Phage display is a nanotechnology with limitless potential, first developed in 1985 and still awaiting to reach its peak. Awarded in 2018 with the Nobel Prize for Chemistry, the method allows the isolation of high-affinity ligands for diverse substrates, ranging from recombinant proteins to cells, organs, even whole organisms. Personalized therapeutic approaches, particularly in oncology, depend on the identification of new, unique, and functional targets that phage display, through its various declinations, can certainly provide. A fast-evolving branch in cancer research, immunotherapy is now experiencing a second youth after being overlooked for years; indeed, many reports support the concept of immunotherapy as the only non-surgical cure for cancer, at least in some settings.
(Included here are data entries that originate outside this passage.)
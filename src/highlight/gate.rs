//! Mutual exclusion for highlight sessions.
//!
//! Heavy rebuilds go through [`ConcurrencyGate::dispatch`], which refuses to start
//! while anything else holds the gate. Light updates go through
//! [`ConcurrencyGate::queue`] and wait their turn. Waiters are served strictly in
//! arrival order: a releasing holder hands its permit directly to the oldest waiter.

use futures::future::BoxFuture;
use smol::channel::{Receiver, Sender};
use smol::lock::{Mutex as AsyncMutex, MutexGuard as AsyncMutexGuard, MutexGuardArc};
use std::collections::VecDeque;
use std::ops::{Deref, DerefMut};
use std::sync::{Arc, Mutex};

use crate::highlight::collaborators::Notifier;
use crate::utils::debug_log;

pub const BUSY_MESSAGE: &str = "A command is still running. Please wait for it to finish.";

#[derive(Default)]
struct GateState {
    locked: bool,
    waiters: VecDeque<Sender<()>>,
}

pub struct ConcurrencyGate<T> {
    state: Mutex<GateState>,
    value: Arc<AsyncMutex<T>>,
    notifier: Option<Arc<dyn Notifier>>,
}

impl<T> ConcurrencyGate<T> {
    pub fn new(value: T) -> Self {
        ConcurrencyGate {
            state: Mutex::new(GateState::default()),
            value: Arc::new(AsyncMutex::new(value)),
            notifier: None,
        }
    }

    /// Rejected dispatches are reported through `notifier`
    pub fn with_notifier(value: T, notifier: Arc<dyn Notifier>) -> Self {
        ConcurrencyGate {
            notifier: Some(notifier),
            ..Self::new(value)
        }
    }

    pub fn is_busy(&self) -> bool {
        self.state().locked
    }

    /// Enter immediately or not at all
    pub fn try_enter(&self) -> Option<GateGuard<'_, T>> {
        {
            let mut state = self.state();
            if state.locked {
                return None;
            }
            state.locked = true;
        }
        match self.value.try_lock() {
            Some(inner) => Some(GateGuard {
                gate: self,
                inner: Some(inner),
            }),
            None => {
                // The value is only ever locked by a permit holder
                self.release();
                None
            }
        }
    }

    /// Like `try_enter`, but the guard keeps the gate alive so it can move into a
    /// spawned task.
    pub fn try_enter_owned(self: &Arc<Self>) -> Option<OwnedGateGuard<T>> {
        {
            let mut state = self.state();
            if state.locked {
                return None;
            }
            state.locked = true;
        }
        match self.value.try_lock_arc() {
            Some(inner) => Some(OwnedGateGuard {
                gate: Arc::clone(self),
                inner: Some(inner),
            }),
            None => {
                self.release();
                None
            }
        }
    }

    /// Wait behind the current holder and every earlier waiter
    pub async fn enter(&self) -> GateGuard<'_, T> {
        let wait = {
            let mut state = self.state();
            if state.locked {
                let (tx, rx) = smol::channel::bounded(1);
                state.waiters.push_back(tx);
                Some(PermitWait {
                    gate: self,
                    rx,
                    granted: false,
                })
            } else {
                state.locked = true;
                None
            }
        };
        if let Some(mut wait) = wait {
            wait.granted().await;
        }
        GateGuard {
            gate: self,
            inner: Some(self.value.lock().await),
        }
    }

    /// Run `op` only if the gate is free. A busy gate yields `None` and a notice.
    pub async fn dispatch<F, R>(&self, op: F) -> Option<R>
    where
        F: for<'a> FnOnce(&'a mut T) -> BoxFuture<'a, R>,
    {
        match self.try_enter() {
            Some(mut guard) => Some(op(&mut guard).await),
            None => {
                self.notify_busy();
                None
            }
        }
    }

    /// Tell the user a heavyweight operation was refused
    pub fn notify_busy(&self) {
        debug_log("dispatch rejected: gate busy");
        if let Some(notifier) = &self.notifier {
            notifier.info(BUSY_MESSAGE);
        }
    }

    /// Run `op` once every earlier holder and waiter is done
    pub async fn queue<F, R>(&self, op: F) -> R
    where
        F: for<'a> FnOnce(&'a mut T) -> BoxFuture<'a, R>,
    {
        let mut guard = self.enter().await;
        op(&mut guard).await
    }

    fn state(&self) -> std::sync::MutexGuard<'_, GateState> {
        self.state.lock().unwrap_or_else(|e| e.into_inner())
    }

    fn release(&self) {
        let mut state = self.state();
        while let Some(next) = state.waiters.pop_front() {
            // A closed channel means that waiter gave up; try the next one
            if next.try_send(()).is_ok() {
                return;
            }
        }
        state.locked = false;
    }
}

/// A queued `enter` call. If the caller stops waiting after the permit was
/// already handed over, the permit is passed on.
struct PermitWait<'g, T> {
    gate: &'g ConcurrencyGate<T>,
    rx: Receiver<()>,
    granted: bool,
}

impl<T> PermitWait<'_, T> {
    async fn granted(&mut self) {
        // Senders live in the gate state, so recv only fails if the gate is gone
        let _ = self.rx.recv().await;
        self.granted = true;
    }
}

impl<T> Drop for PermitWait<'_, T> {
    fn drop(&mut self) {
        if self.granted {
            return;
        }
        self.rx.close();
        if self.rx.try_recv().is_ok() {
            self.gate.release();
        }
    }
}

pub struct GateGuard<'g, T> {
    gate: &'g ConcurrencyGate<T>,
    inner: Option<AsyncMutexGuard<'g, T>>,
}

impl<T> Deref for GateGuard<'_, T> {
    type Target = T;

    fn deref(&self) -> &T {
        match &self.inner {
            Some(inner) => inner,
            None => unreachable!("gate guard accessed after release"),
        }
    }
}

impl<T> DerefMut for GateGuard<'_, T> {
    fn deref_mut(&mut self) -> &mut T {
        match &mut self.inner {
            Some(inner) => inner,
            None => unreachable!("gate guard accessed after release"),
        }
    }
}

impl<T> Drop for GateGuard<'_, T> {
    fn drop(&mut self) {
        // Unlock the value before handing the permit on
        self.inner.take();
        self.gate.release();
    }
}

pub struct OwnedGateGuard<T> {
    gate: Arc<ConcurrencyGate<T>>,
    inner: Option<MutexGuardArc<T>>,
}

impl<T> Deref for OwnedGateGuard<T> {
    type Target = T;

    fn deref(&self) -> &T {
        match &self.inner {
            Some(inner) => inner,
            None => unreachable!("gate guard accessed after release"),
        }
    }
}

impl<T> DerefMut for OwnedGateGuard<T> {
    fn deref_mut(&mut self) -> &mut T {
        match &mut self.inner {
            Some(inner) => inner,
            None => unreachable!("gate guard accessed after release"),
        }
    }
}

impl<T> Drop for OwnedGateGuard<T> {
    fn drop(&mut self) {
        self.inner.take();
        self.gate.release();
    }
}

#[cfg(test)]
mod tests {
    use super::*;
    use crate::highlight::collaborators::{Notice, RecordingNotifier};
    use futures::FutureExt;

    #[test]
    fn test_dispatch_rejected_while_busy() {
        smol::block_on(async {
            let notifier = Arc::new(RecordingNotifier::new(true));
            let gate = ConcurrencyGate::with_notifier(0u32, notifier.clone());
            let (tx, rx) = smol::channel::bounded::<()>(1);

            let first = gate.dispatch(move |count| {
                async move {
                    let _ = rx.recv().await;
                    *count += 1;
                    *count
                }
                .boxed()
            });
            let second = async {
                let rejected = gate
                    .dispatch(|count| {
                        async move {
                            *count += 100;
                            *count
                        }
                        .boxed()
                    })
                    .await;
                let _ = tx.send(()).await;
                rejected
            };

            let (first, second) = futures::join!(first, second);
            assert_eq!(first, Some(1));
            assert_eq!(second, None);
            assert_eq!(notifier.notices(), vec![Notice::Info(BUSY_MESSAGE.to_string())]);
            assert!(!gate.is_busy());
            assert_eq!(*gate.try_enter().unwrap(), 1);
        });
    }

    #[test]
    fn test_queue_runs_in_arrival_order() {
        smol::block_on(async {
            let gate = ConcurrencyGate::new(Vec::<u32>::new());
            let holder = gate.try_enter().unwrap();

            let push = |n: u32| gate.queue(move |v| async move { v.push(n) }.boxed());
            let release = async move {
                smol::future::yield_now().await;
                drop(holder);
            };

            futures::join!(push(1), push(2), push(3), release);
            assert_eq!(*gate.try_enter().unwrap(), vec![1, 2, 3]);
        });
    }

    #[test]
    fn test_abandoned_waiter_passes_permit_on() {
        smol::block_on(async {
            let gate = ConcurrencyGate::new(0u32);
            let holder = gate.try_enter().unwrap();
            {
                let mut abandoned = Box::pin(gate.enter());
                // Poll once so it registers as a waiter, then give up
                assert!(futures::poll!(abandoned.as_mut()).is_pending());
            }
            drop(holder);
            let mut guard = gate.enter().await;
            *guard += 1;
            drop(guard);
            assert!(!gate.is_busy());
        });
    }

    #[test]
    fn test_owned_guard_excludes_until_dropped() {
        let gate = Arc::new(ConcurrencyGate::new(1u32));
        let mut owned = gate.try_enter_owned().unwrap();
        assert!(gate.try_enter().is_none());
        assert!(gate.try_enter_owned().is_none());

        let task = smol::spawn(async move {
            *owned += 1;
        });
        smol::block_on(task);
        assert_eq!(*gate.try_enter().unwrap(), 2);
    }

    #[test]
    fn test_queue_runs_immediately_when_free() {
        let gate = ConcurrencyGate::new(String::from("a"));
        let len = smol::block_on(gate.queue(|s| {
            async move {
                s.push('b');
                s.len()
            }
            .boxed()
        }));
        assert_eq!(len, 2);
    }
}
use indicatif::{ProgressBar, ProgressStyle};
use std::io::{self, BufRead, IsTerminal, Write};
use std::sync::Mutex;

use crate::highlight::collaborators::{Notifier, ProgressSink};
use crate::utils::is_interactive_terminal;

/// Notices on stderr, confirmations read from the controlling terminal
pub struct TerminalNotifier {
    assume_yes: bool,
}

impl TerminalNotifier {
    pub fn new(assume_yes: bool) -> Self {
        TerminalNotifier { assume_yes }
    }
}

impl Notifier for TerminalNotifier {
    fn info(&self, message: &str) {
        eprintln!("\x1b[1;36mi\x1b[0m {}", message);
    }

    fn error(&self, message: &str) {
        eprintln!("\x1b[1;31m✗ {}\x1b[0m", message);
    }

    fn confirm(&self, message: &str) -> bool {
        if self.assume_yes {
            return true;
        }
        if !is_interactive_terminal() {
            eprintln!("{} (pass --yes to proceed non-interactively)", message);
            return false;
        }
        eprint!("\x1b[1;33m⚠ {}\x1b[0m [y/N] ", message);
        let _ = io::stderr().flush();
        let mut answer = String::new();
        if io::stdin().lock().read_line(&mut answer).is_err() {
            return false;
        }
        matches!(answer.trim().to_ascii_lowercase().as_str(), "y" | "yes")
    }
}

const BAR_RESOLUTION: u64 = 1000;

/// Progress bar on stderr, hidden when stderr is not a terminal
pub struct BarProgress {
    bar: Mutex<Option<ProgressBar>>,
    done: Mutex<f64>,
}

impl Default for BarProgress {
    fn default() -> Self {
        Self::new()
    }
}

impl BarProgress {
    pub fn new() -> Self {
        BarProgress {
            bar: Mutex::new(None),
            done: Mutex::new(0.0),
        }
    }

    fn with_bar(&self, f: impl FnOnce(&ProgressBar)) {
        if let Ok(guard) = self.bar.lock()
            && let Some(bar) = guard.as_ref()
        {
            f(bar);
        }
    }
}

impl ProgressSink for BarProgress {
    fn start(&self, title: &str, total: usize) {
        if !io::stderr().is_terminal() {
            return;
        }
        let bar = ProgressBar::new(BAR_RESOLUTION);
        if let Ok(style) = ProgressStyle::default_bar()
            .template("{spinner:.green} {msg} [{bar:30.cyan/blue}] {percent}%")
        {
            bar.set_style(style.progress_chars("=> "));
        }
        bar.set_message(format!("{} ({} files)", title, total));
        if let Ok(mut done) = self.done.lock() {
            *done = 0.0;
        }
        if let Ok(mut guard) = self.bar.lock() {
            *guard = Some(bar);
        }
    }

    fn advance(&self, fraction: f64) {
        let position = match self.done.lock() {
            Ok(mut done) => {
                *done = (*done + fraction).min(1.0);
                (*done * BAR_RESOLUTION as f64).round() as u64
            }
            Err(_) => return,
        };
        self.with_bar(|bar| bar.set_position(position));
    }

    fn finish(&self) {
        if let Ok(mut guard) = self.bar.lock()
            && let Some(bar) = guard.take()
        {
            bar.finish_and_clear();
        }
    }
}

pub fn print_success(message: &str) {
    println!("\x1b[1;32m✓ {}\x1b[0m", message);
}
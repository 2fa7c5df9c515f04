use serde::{Serialize, Serializer};
use std::fmt;

use crate::config::DEFAULT_HIGHLIGHT_COLOR;

/// Decoration color in CSS `rgba()` form
#[derive(Debug, Clone, Copy, PartialEq)]
pub struct HighlightColor {
    pub red: u8,
    pub green: u8,
    pub blue: u8,
    pub alpha: f32,
}

impl HighlightColor {
    /// Parse `rgba(r, g, b, a)` or `rgb(r, g, b)`. Whitespace is ignored and alpha
    /// must lie in `0.0..=1.0`.
    pub fn parse(raw: &str) -> Option<Self> {
        let compact: String = raw.chars().filter(|c| !c.is_whitespace()).collect();
        let lower = compact.to_ascii_lowercase();
        let (body, expects_alpha) = if let Some(rest) = lower.strip_prefix("rgba(") {
            (rest.strip_suffix(')')?, true)
        } else if let Some(rest) = lower.strip_prefix("rgb(") {
            (rest.strip_suffix(')')?, false)
        } else {
            return None;
        };

        let parts: Vec<&str> = body.split(',').collect();
        let expected = if expects_alpha { 4 } else { 3 };
        if parts.len() != expected {
            return None;
        }

        let red = parts[0].parse::<u8>().ok()?;
        let green = parts[1].parse::<u8>().ok()?;
        let blue = parts[2].parse::<u8>().ok()?;
        let alpha = if expects_alpha {
            parts[3].parse::<f32>().ok()?
        } else {
            1.0
        };
        if !(0.0..=1.0).contains(&alpha) {
            return None;
        }

        Some(HighlightColor {
            red,
            green,
            blue,
            alpha,
        })
    }
}

impl Default for HighlightColor {
    fn default() -> Self {
        HighlightColor::parse(DEFAULT_HIGHLIGHT_COLOR).unwrap_or(HighlightColor {
            red: 79,
            green: 190,
            blue: 255,
            alpha: 0.15,
        })
    }
}

impl fmt::Display for HighlightColor {
    fn fmt(&self, f: &mut fmt::Formatter<'_>) -> fmt::Result {
        write!(
            f,
            "rgba({}, {}, {}, {})",
            self.red, self.green, self.blue, self.alpha
        )
    }
}

impl Serialize for HighlightColor {
    fn serialize<S: Serializer>(&self, serializer: S) -> Result<S::Ok, S::Error> {
        serializer.collect_str(self)
    }
}

#[cfg(test)]
mod tests {
    use super::*;

    #[test]
    fn test_parse_rgba() {
        let color = HighlightColor::parse("rgba(79, 190, 255, 0.15)").unwrap();
        assert_eq!((color.red, color.green, color.blue), (79, 190, 255));
        assert!((color.alpha - 0.15).abs() < f32::EPSILON);
        assert_eq!(color.to_string(), "rgba(79, 190, 255, 0.15)");
    }

    #[test]
    fn test_parse_rgb_defaults_to_opaque() {
        let color = HighlightColor::parse("RGB(1,2,3)").unwrap();
        assert_eq!(color.alpha, 1.0);
        assert_eq!(color.to_string(), "rgba(1, 2, 3, 1)");
    }

    #[test]
    fn test_parse_rejects_garbage() {
        assert!(HighlightColor::parse("#4fbeff").is_none());
        assert!(HighlightColor::parse("rgba(300, 0, 0, 0.5)").is_none());
        assert!(HighlightColor::parse("rgba(0, 0, 0, 1.5)").is_none());
        assert!(HighlightColor::parse("rgba(0, 0, 0)").is_none());
        assert!(HighlightColor::parse("rgb(0, 0, 0").is_none());
    }

    #[test]
    fn test_serializes_as_css_string() {
        let json = serde_json::to_string(&HighlightColor::default()).unwrap();
        assert_eq!(json, "\"rgba(79, 190, 255, 0.15)\"");
    }
}
use clap::Args;
use std::sync::Arc;

use crate::config::Config;
use crate::error::GitVisionError;
use crate::git::repository::Repository;
use crate::highlight::HighlightSession;
use crate::highlight::collaborators::NoProgress;

use super::terminal::TerminalNotifier;

#[derive(Args, Debug)]
pub struct SiblingsArgs {
    /// Message of a merge commit as listed by `git-vision log`
    pub message: String,
    #[arg(long)]
    pub json: bool,
}

pub fn run(repo: &Repository, args: &SiblingsArgs) -> Result<(), GitVisionError> {
    let session = HighlightSession::open(
        repo.clone(),
        Config::get().session_options(),
        Arc::new(TerminalNotifier::new(false)),
        Arc::new(NoProgress),
    );
    if session.resolver().lookup(&args.message).is_none() {
        return Err(GitVisionError::Generic(format!(
            "no commit found for message '{}'",
            args.message
        )));
    }

    let siblings = smol::block_on(session.siblings_for_message(&args.message));
    if args.json {
        println!("{}", serde_json::to_string_pretty(&siblings)?);
        return Ok(());
    }
    for record in &siblings {
        let short = record.hash.get(..8).unwrap_or(&record.hash);
        println!("\x1b[33m{}\x1b[0m  {}", short, record.message);
    }
    Ok(())
}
In this review, we describe literature reports on the application of peptide phage display to cancer immunotherapy. In particular, we discuss three main outcomes of this procedure: (i) phage display-derived peptides that mimic cancer antigens (mimotopes) and (ii) antigen-carrying phage particles, both as prophylactic and/or therapeutic vaccines, and (iii) phage display-derived peptides as small-molecule effectors of immune cell functions. Preclinical studies demonstrate the efficacy and vast potential of these nanosized tools, and their clinical application is on the way.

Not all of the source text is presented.